I always thought my husband was a little strange when he'd get excited if there was leftover egg with cinnamon and vanilla after we made french toast. He loves to fry it up, says it's the best part. Tonight he took it even farther. He texted me while I was at work to tell me he'd made the best eggs ever. I asked what was so great about them, so he sent me this recipe, entitled "Creamsicle Eggs":

2 eggs
1/2 tbsp sugar (not sure how he got 1/2 tbsp, I'm guessing he estimated)
1/2 tbsp vanilla
1/2 tsp Orange extract

He cooked them scrambled egg style. He said they were amazing. I think they sound even worse than his post-french-toast eggs. I'm curious though, he can't be the only one out there who likes sweet eggs. Anyone else ever do something like this? I'm not talking about making eggs into sweet custard or a sweet souffle. I'm talking about basically sweetened scrambled eggs. Something about the texture just doesn't work with sweet for me, but does it for you?


----------



## PrincessFiona60 (Jul 20, 2011)

Japanese make a Sweet Omelette (Tamagoyaki) that is wonderful.  I love it.  I will also, fry up the last of the French toast eggs, top with butter and powdered sugar...yum.
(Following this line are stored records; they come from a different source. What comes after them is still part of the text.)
//! Grant configuration: the caller-supplied description of one token acquisition.

// self
use crate::{_prelude::*, auth::CredentialsId, error::ConfigError};

/// OAuth 2.0 grant types understood by the vault.
#[derive(Clone, Copy, Debug, PartialEq, Eq, Hash, Serialize, Deserialize)]
#[serde(rename_all = "snake_case")]
pub enum GrantType {
	/// Authorization Code grant (RFC 6749 §4.1), with optional PKCE.
	AuthorizationCode,
	/// Client Credentials grant (RFC 6749 §4.4).
	ClientCredentials,
	/// Resource Owner Password Credentials grant (RFC 6749 §4.3).
	Password,
	/// Refresh Token exchange (RFC 6749 §6).
	RefreshToken,
}
impl GrantType {
	/// Returns the wire value used in `grant_type` parameters.
	pub const fn as_str(self) -> &'static str {
		match self {
			GrantType::AuthorizationCode => "authorization_code",
			GrantType::ClientCredentials => "client_credentials",
			GrantType::Password => "password",
			GrantType::RefreshToken => "refresh_token",
		}
	}
}
impl Display for GrantType {
	fn fmt(&self, f: &mut Formatter) -> FmtResult {
		f.write_str(self.as_str())
	}
}

/// Where client credentials travel on token-endpoint requests.
#[derive(Clone, Copy, Debug, Default, PartialEq, Eq, Serialize, Deserialize)]
#[serde(rename_all = "snake_case")]
pub enum CredentialsPlacement {
	/// `Authorization: Basic` header; `client_secret` is omitted from the body.
	BasicAuthHeader,
	/// `client_id`/`client_secret` as body parameters.
	#[default]
	Body,
}

/// Validated configuration for one grant's token acquisition.
///
/// Build through [`GrantConfig::builder`]; per-grant required fields are
/// checked at build time and re-checked when an operation is invoked, so a
/// configuration mutated after construction still surfaces [`ConfigError`]
/// instead of a malformed exchange.
#[derive(Clone, Debug)]
pub struct GrantConfig {
	/// Grant this configuration describes.
	pub grant: GrantType,
	/// Token endpoint URL; also the URL component of the store key.
	pub access_token_url: Url,
	/// Dedicated refresh endpoint; falls back to `access_token_url`.
	pub refresh_token_url: Option<Url>,
	/// Authorization endpoint (authorization_code only).
	pub authorization_url: Option<Url>,
	/// Redirect target registered with the authorization server (authorization_code only).
	pub callback_url: Option<Url>,
	/// OAuth client identifier.
	pub client_id: String,
	/// Optional client secret for confidential clients.
	pub client_secret: Option<String>,
	/// Resource owner username (password grant only).
	pub username: Option<String>,
	/// Resource owner password (password grant only).
	pub password: Option<String>,
	/// Space-delimited scope string.
	pub scope: Option<String>,
	/// Opaque state round-tripped through the authorization redirect.
	pub state: Option<String>,
	/// Enables PKCE for the authorization_code grant.
	pub pkce: bool,
	/// Where client credentials travel on token-endpoint requests.
	pub credentials_placement: CredentialsPlacement,
	/// Caller-chosen label separating bundles that share a token endpoint.
	pub credentials_id: CredentialsId,
	/// Attempt a refresh_token exchange when the cached bundle expired.
	pub auto_refresh_token: bool,
	/// Fall back to a fresh acquisition when nothing usable is cached.
	pub auto_fetch_token: bool,
}
impl GrantConfig {
	/// Starts a builder for the given grant and token endpoint.
	pub fn builder(grant: GrantType, access_token_url: Url) -> GrantConfigBuilder {
		GrantConfigBuilder::new(grant, access_token_url)
	}

	/// Resolves the endpoint refresh exchanges should POST to.
	pub fn refresh_url(&self) -> &Url {
		self.refresh_token_url.as_ref().unwrap_or(&self.access_token_url)
	}

	pub(crate) fn ensure_grant(&self, expected: GrantType) -> Result<(), ConfigError> {
		if self.grant == expected {
			Ok(())
		} else {
			Err(ConfigError::GrantMismatch { expected: expected.as_str(), found: self.grant.as_str() })
		}
	}

	pub(crate) fn validate(&self) -> Result<(), ConfigError> {
		let grant = self.grant.as_str();

		if self.client_id.is_empty() {
			return Err(ConfigError::EmptyClientId);
		}

		match self.grant {
			GrantType::AuthorizationCode => {
				if self.authorization_url.is_none() {
					return Err(ConfigError::MissingField { grant, field: "authorization_url" });
				}
				if self.callback_url.is_none() {
					return Err(ConfigError::MissingField { grant, field: "callback_url" });
				}
			},
			GrantType::Password => {
				if self.username.as_deref().is_none_or(str::is_empty) {
					return Err(ConfigError::MissingField { grant, field: "username" });
				}
				if self.password.is_none() {
					return Err(ConfigError::MissingField { grant, field: "password" });
				}
			},
			GrantType::ClientCredentials | GrantType::RefreshToken => {},
		}

		Ok(())
	}
}

/// Builder for [`GrantConfig`]; validation happens in [`build`](GrantConfigBuilder::build).
#[derive(Clone, Debug)]
pub struct GrantConfigBuilder {
	grant: GrantType,
	access_token_url: Url,
	refresh_token_url: Option<Url>,
	authorization_url: Option<Url>,
	callback_url: Option<Url>,
	client_id: String,
	client_secret: Option<String>,
	username: Option<String>,
	password: Option<String>,
	scope: Option<String>,
	state: Option<String>,
	pkce: bool,
	credentials_placement: CredentialsPlacement,
	credentials_id: Option<CredentialsId>,
	auto_refresh_token: bool,
	auto_fetch_token: bool,
}
impl GrantConfigBuilder {
	fn new(grant: GrantType, access_token_url: Url) -> Self {
		Self {
			grant,
			access_token_url,
			refresh_token_url: None,
			authorization_url: None,
			callback_url: None,
			client_id: String::new(),
			client_secret: None,
			username: None,
			password: None,
			scope: None,
			state: None,
			pkce: false,
			credentials_placement: CredentialsPlacement::default(),
			credentials_id: None,
			auto_refresh_token: false,
			auto_fetch_token: true,
		}
	}

	/// Sets the OAuth client identifier.
	pub fn client_id(mut self, client_id: impl Into<String>) -> Self {
		self.client_id = client_id.into();

		self
	}

	/// Sets the client secret for confidential clients.
	pub fn client_secret(mut self, secret: impl Into<String>) -> Self {
		self.client_secret = Some(secret.into());

		self
	}

	/// Sets the resource owner credentials for the password grant.
	pub fn resource_owner(mut self, username: impl Into<String>, password: impl Into<String>) -> Self {
		self.username = Some(username.into());
		self.password = Some(password.into());

		self
	}

	/// Sets the requested scope (space-delimited).
	pub fn scope(mut self, scope: impl Into<String>) -> Self {
		self.scope = Some(scope.into());

		self
	}

	/// Sets the opaque state value round-tripped through the redirect.
	pub fn state(mut self, state: impl Into<String>) -> Self {
		self.state = Some(state.into());

		self
	}

	/// Sets the authorization endpoint (authorization_code only).
	pub fn authorization_url(mut self, url: Url) -> Self {
		self.authorization_url = Some(url);

		self
	}

	/// Sets the redirect target the authorization server will navigate to.
	pub fn callback_url(mut self, url: Url) -> Self {
		self.callback_url = Some(url);

		self
	}

	/// Sets a dedicated refresh endpoint.
	pub fn refresh_token_url(mut self, url: Url) -> Self {
		self.refresh_token_url = Some(url);

		self
	}

	/// Enables PKCE for the authorization_code grant.
	pub fn pkce(mut self, enabled: bool) -> Self {
		self.pkce = enabled;

		self
	}

	/// Chooses where client credentials travel on token requests.
	pub fn credentials_placement(mut self, placement: CredentialsPlacement) -> Self {
		self.credentials_placement = placement;

		self
	}

	/// Labels the bundle so multiple credentials can share a token endpoint.
	pub fn credentials_id(mut self, id: CredentialsId) -> Self {
		self.credentials_id = Some(id);

		self
	}

	/// Enables the refresh-on-expiry attempt (defaults to off).
	pub fn auto_refresh_token(mut self, enabled: bool) -> Self {
		self.auto_refresh_token = enabled;

		self
	}

	/// Enables fresh acquisition fallback (defaults to on).
	pub fn auto_fetch_token(mut self, enabled: bool) -> Self {
		self.auto_fetch_token = enabled;

		self
	}

	/// Validates and produces the [`GrantConfig`].
	pub fn build(self) -> Result<GrantConfig, ConfigError> {
		let credentials_id = match self.credentials_id {
			Some(id) => id,
			None => CredentialsId::new("default")?,
		};
		let config = GrantConfig {
			grant: self.grant,
			access_token_url: self.access_token_url,
			refresh_token_url: self.refresh_token_url,
			authorization_url: self.authorization_url,
			callback_url: self.callback_url,
			client_id: self.client_id,
			client_secret: self.client_secret,
			username: self.username,
			password: self.password,
			scope: self.scope,
			state: self.state,
			pkce: self.pkce,
			credentials_placement: self.credentials_placement,
			credentials_id,
			auto_refresh_token: self.auto_refresh_token,
			auto_fetch_token: self.auto_fetch_token,
		};

		config.validate()?;

		Ok(config)
	}
}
Topped with butter and orange marmalade.  Double yum.


----------



## PattY1 (Jul 20, 2011)

That is something I think I would  not try. But to each his own. I personally think that Coleslaw on a BBQ Sandwich is gross. I will eat it as a side dish, thank you very much.


----------



## TATTRAT (Jul 20, 2011)

why not, custards are nothing more than sweet eggs, just handled/cooked differently.


----------



## joesfolk (Jul 20, 2011)

I love fried  eggs on top of pancakes or waffles drenched in syrup and butter.  But I agree with you on the sweet scrambled eggs thing...not great.


----------



## buckytom (Jul 21, 2011)

reminds me of the eggs that you get as banchan with korean bbq.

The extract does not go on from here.